Finalmente, y he aquí el golpe de gracia, la evidencia empírica aboga firmemente en favor de las transferencias condicionadas. Los datos muestran que son una medida efectiva de política. Un estudio reciente realizado con datos del Ministerio de Educación arroja resultados interesantes (dicho sea de paso, sí hay cosas buenas en Guatemala, hechas con el concurso de muchos a lo largo del tiempo: dicho ministerio cuenta ya con casi dos décadas de datos detallados. Imperfectos quizá, pero muy útiles).
En primera instancia, la información señala que la matrícula escolar (la proporción de chicos y chicas en edad escolar que efectivamente están en la escuela), y la tasa de terminación (la proporción de todos los inscritos que termina cada ciclo – pre-primaria, primaria y básicos), han estado subiendo paulatinamente como total nacional y para la mayoría de municipios. No es sorpresa que esto sea más marcado en la primaria que en la pre-primaria y los básicos, pues aquí ha estado la mayor inversión pública.
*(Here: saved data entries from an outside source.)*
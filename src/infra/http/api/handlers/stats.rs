use axum::Json;
use axum::extract::State;
use axum::response::IntoResponse;

use super::stats_to_api;
use crate::infra::http::api::error::ApiError;
use crate::infra::http::api::identity::Viewer;
use crate::infra::http::api::models::DataEnvelope;
use crate::infra::http::api::state::ApiState;

pub async fn dashboard(
    State(state): State<ApiState>,
    viewer: Viewer,
) -> Result<impl IntoResponse, ApiError> {
    let dashboard = state
        .stats
        .dashboard(viewer.user_id())
        .await
        .map_err(stats_to_api)?;

    Ok(Json(DataEnvelope::ok(dashboard)))
}
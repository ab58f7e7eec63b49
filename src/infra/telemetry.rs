use std::sync::Once;

use metrics::{Unit, describe_counter};
use tracing_error::ErrorLayer;
use tracing_subscriber::{
    EnvFilter, fmt,
    layer::{Layer, SubscriberExt},
    util::SubscriberInitExt,
};

use crate::cache::{
    METRIC_CACHE_ERROR_TOTAL, METRIC_CACHE_INVALIDATED_KEYS_TOTAL, METRIC_FEED_CACHE_HIT_TOTAL,
    METRIC_FEED_CACHE_MISS_TOTAL, METRIC_STATUS_MAP_REBUILD_TOTAL,
};
use crate::config::{LogFormat, LoggingSettings};

use super::error::InfraError;

static METRIC_DESCRIPTIONS: Once = Once::new();

/// Install a global tracing subscriber using the provided logging settings.
pub fn init(logging: &LoggingSettings) -> Result<(), InfraError> {
    describe_metrics();

    let env_filter = EnvFilter::builder()
        .with_default_directive(logging.level.into())
        .from_env_lossy();

    let fmt_layer = match logging.format {
        LogFormat::Json => fmt::layer()
            .json()
            .with_current_span(true)
            .with_span_list(true)
            .with_target(true)
            .boxed(),
        LogFormat::Compact => fmt::layer().compact().with_target(true).boxed(),
    };

    tracing_subscriber::registry()
        .with(env_filter)
        .with(ErrorLayer::default())
        .with(fmt_layer)
        .try_init()
        .map_err(|err| {
            InfraError::telemetry(format!("failed to install tracing subscriber: {err}"))
        })
}

fn describe_metrics() {
    METRIC_DESCRIPTIONS.call_once(|| {
        describe_counter!(
            METRIC_FEED_CACHE_HIT_TOTAL,
            Unit::Count,
            "Feed pages served from the volatile cache."
        );
        describe_counter!(
            METRIC_FEED_CACHE_MISS_TOTAL,
            Unit::Count,
            "Feed page lookups that fell through to the store."
        );
        describe_counter!(
            METRIC_STATUS_MAP_REBUILD_TOTAL,
            Unit::Count,
            "Status maps rebuilt from the store."
        );
        describe_counter!(
            METRIC_CACHE_ERROR_TOTAL,
            Unit::Count,
            "Volatile cache operations that failed and were degraded."
        );
        describe_counter!(
            METRIC_CACHE_INVALIDATED_KEYS_TOTAL,
            Unit::Count,
            "Cache keys removed by invalidation."
        );
    });
}
//! Status merger.
//!
//! Combines a user-independent feed page with the viewer's state. Pure: no
//! I/O, no mutation of the inputs.

use serde::Serialize;
use time::OffsetDateTime;
use uuid::Uuid;

use crate::domain::entities::{ProblemSummary, SolutionSummary};
use crate::domain::status_map::StatusMap;
use crate::domain::types::SolveStatus;

#[derive(Debug, Clone, PartialEq, Eq, Serialize)]
#[serde(rename_all = "camelCase")]
pub struct ProblemFeedItem {
    pub id: Uuid,
    pub title: String,
    pub topics: Vec<String>,
    #[serde(with = "time::serde::rfc3339")]
    pub created_at: OffsetDateTime,
    /// The viewer has at least one solution for this problem.
    pub replied: bool,
    /// One of the viewer's solutions is accepted.
    pub accepted: bool,
}

#[derive(Debug, Clone, PartialEq, Eq, Serialize)]
#[serde(rename_all = "camelCase")]
pub struct SolutionFeedItem {
    pub id: Uuid,
    pub problem_id: Uuid,
    pub uploader: String,
    pub uploader_id: Option<Uuid>,
    pub explanation: String,
    pub language: String,
    pub accepted: bool,
    pub reply_count: u64,
    #[serde(with = "time::serde::rfc3339")]
    pub created_at: OffsetDateTime,
    pub liked: bool,
    pub likes_count: u64,
    pub reported: bool,
    pub report_count: u64,
}

/// Decorate problems with the viewer's solve status. `None` yields all-false flags.
pub fn merge_problems(
    items: Vec<ProblemSummary>,
    status_map: Option<&StatusMap>,
) -> Vec<ProblemFeedItem> {
    items
        .into_iter()
        .map(|summary| {
            let status = status_map.and_then(|map| map.get(&summary.id));
            ProblemFeedItem {
                id: summary.id,
                title: summary.title,
                topics: summary.topics,
                created_at: summary.created_at,
                replied: status.is_some(),
                accepted: status == Some(SolveStatus::Accepted),
            }
        })
        .collect()
}

/// Decorate solutions with the viewer's reactions and the reaction counts.
pub fn merge_solutions(items: Vec<SolutionSummary>, viewer: Option<Uuid>) -> Vec<SolutionFeedItem> {
    items
        .into_iter()
        .map(|summary| {
            let liked = viewer.is_some_and(|user| summary.likes.contains(&user));
            let reported = viewer.is_some_and(|user| summary.reports.contains(&user));
            SolutionFeedItem {
                id: summary.id,
                problem_id: summary.problem_id,
                uploader: summary.uploader_name,
                uploader_id: summary.uploader_id,
                explanation: summary.explanation,
                language: summary.language,
                accepted: summary.accepted,
                reply_count: summary.reply_count,
                created_at: summary.created_at,
                liked,
                likes_count: summary.likes.len() as u64,
                reported,
                report_count: summary.reports.len() as u64,
            }
        })
        .collect()
}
Sin embargo, el hallazgo más interesante está en el período 2008 a 2009, cuando entró en operación Mi Familia Progresa. Para el caso de 88 municipios estudiados, los investigadores determinaron que, para la preprimaria y la primaria, el avance era bastante mayor en el caso de los municipios cubiertos por el programa – a pesar de ser municipios postergados – que en los municipios no cubiertos. Esta diferencia se mantuvo al examinar los datos por departamento. En todos los casos los municipios con el programa mostraron mejorías en su matrícula y terminación de preprimaria y primaria, mayores que las de sus homólogos sin el programa, en el mismo departamento.
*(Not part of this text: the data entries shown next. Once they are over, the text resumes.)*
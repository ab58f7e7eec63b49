use crate::application::repos::RepoError;

pub fn map_sqlx_error(err: sqlx::Error) -> RepoError {
    match err {
        sqlx::Error::RowNotFound => RepoError::NotFound,
        sqlx::Error::PoolTimedOut => RepoError::Timeout,
        sqlx::Error::Database(db) if db.message().contains("duplicate key") => {
            RepoError::Duplicate {
                constraint: db.constraint().unwrap_or("unknown").to_string(),
            }
        }
        sqlx::Error::Database(db)
            if db.message().contains("violates foreign key constraint")
                || db.message().contains("invalid input syntax") =>
        {
            RepoError::InvalidInput {
                message: db.message().to_string(),
            }
        }
        sqlx::Error::Database(db) if db.message().contains("violates") => RepoError::Integrity {
            message: db.message().to_string(),
        },
        sqlx::Error::Database(db)
            if db
                .message()
                .contains("canceling statement due to user request") =>
        {
            RepoError::Timeout
        }
        other => RepoError::from_persistence(other),
    }
}

/// Escape `ILIKE` metacharacters so user input matches literally.
pub fn escape_like(input: &str) -> String {
    let mut escaped = String::with_capacity(input.len());
    for ch in input.chars() {
        if matches!(ch, '%' | '_' | '\\') {
            escaped.push('\\');
        }
        escaped.push(ch);
    }
    escaped
}

pub fn convert_count(value: i64) -> Result<u64, RepoError> {
    value
        .try_into()
        .map_err(|_| RepoError::from_persistence("count exceeds supported range"))
}

#[cfg(test)]
mod tests {
    use super::*;

    #[test]
    fn escape_like_quotes_wildcards() {
        assert_eq!(escape_like("two_sum 100%"), "two\\_sum 100\\%");
        assert_eq!(escape_like("plain"), "plain");
    }

    #[test]
    fn negative_counts_are_rejected() {
        assert_eq!(convert_count(7).ok(), Some(7));
        assert!(convert_count(-1).is_err());
    }

    #[test]
    fn row_not_found_maps_to_not_found() {
        assert!(matches!(
            map_sqlx_error(sqlx::Error::RowNotFound),
            RepoError::NotFound
        ));
    }
}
Quedan, por supuesto, retos pendientes. No sabemos si la calidad de la educación que recibieron estos chicos fue buena, o si alcanzaron los libros de texto y otros recursos en las aulas que ahora estaban a reventar. Sin embargo, negar lo que se ha conseguido es empeñarse, por motivos de simple interés partidista o, peor aún, por ideología elitista, a ver el vaso medio vacío, donde hay indudablemente un vaso que se está llenando.
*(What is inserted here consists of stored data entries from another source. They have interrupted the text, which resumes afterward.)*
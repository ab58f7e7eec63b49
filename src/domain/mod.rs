//! Domain layer types and invariants.

pub mod entities;
pub mod error;
pub mod similarity;
pub mod status_map;
pub mod submissions;
pub mod types;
Entonces, toca hacer a un lado el ruido de las críticas prejuiciosas a la inversión en los pobres, y enfocarnos en las reales debilidades de una gestión poco transparente y antojadiza de la cosa pública. Es necesario que nos quedemos con las nueces de un programa que sin duda contribuye a resolver los problemas de cantidad en los servicios de educación y salud para los más pobres. Cualquiera que se haga con el poder en la siguiente gestión no debe perder el tiempo queriendo reinventar la rueda o hacer borrón y cuenta nueva simplemente por destruir de forma idiota el legado de un contrincante. Debe mejorarse la transparencia del programa, perfeccionar sus mecanismos de selección, entrega y evaluación y su base institucional. Lo que toca es construir sobre lo que ya se ha logrado, mejorando lo que falta y superando las debilidades. Esto no es optativo, más bien es urgente.
Notas
(Agradezco la orientación de Ricardo Valladares para entender los meandros operativos de Mi Familia Progresa).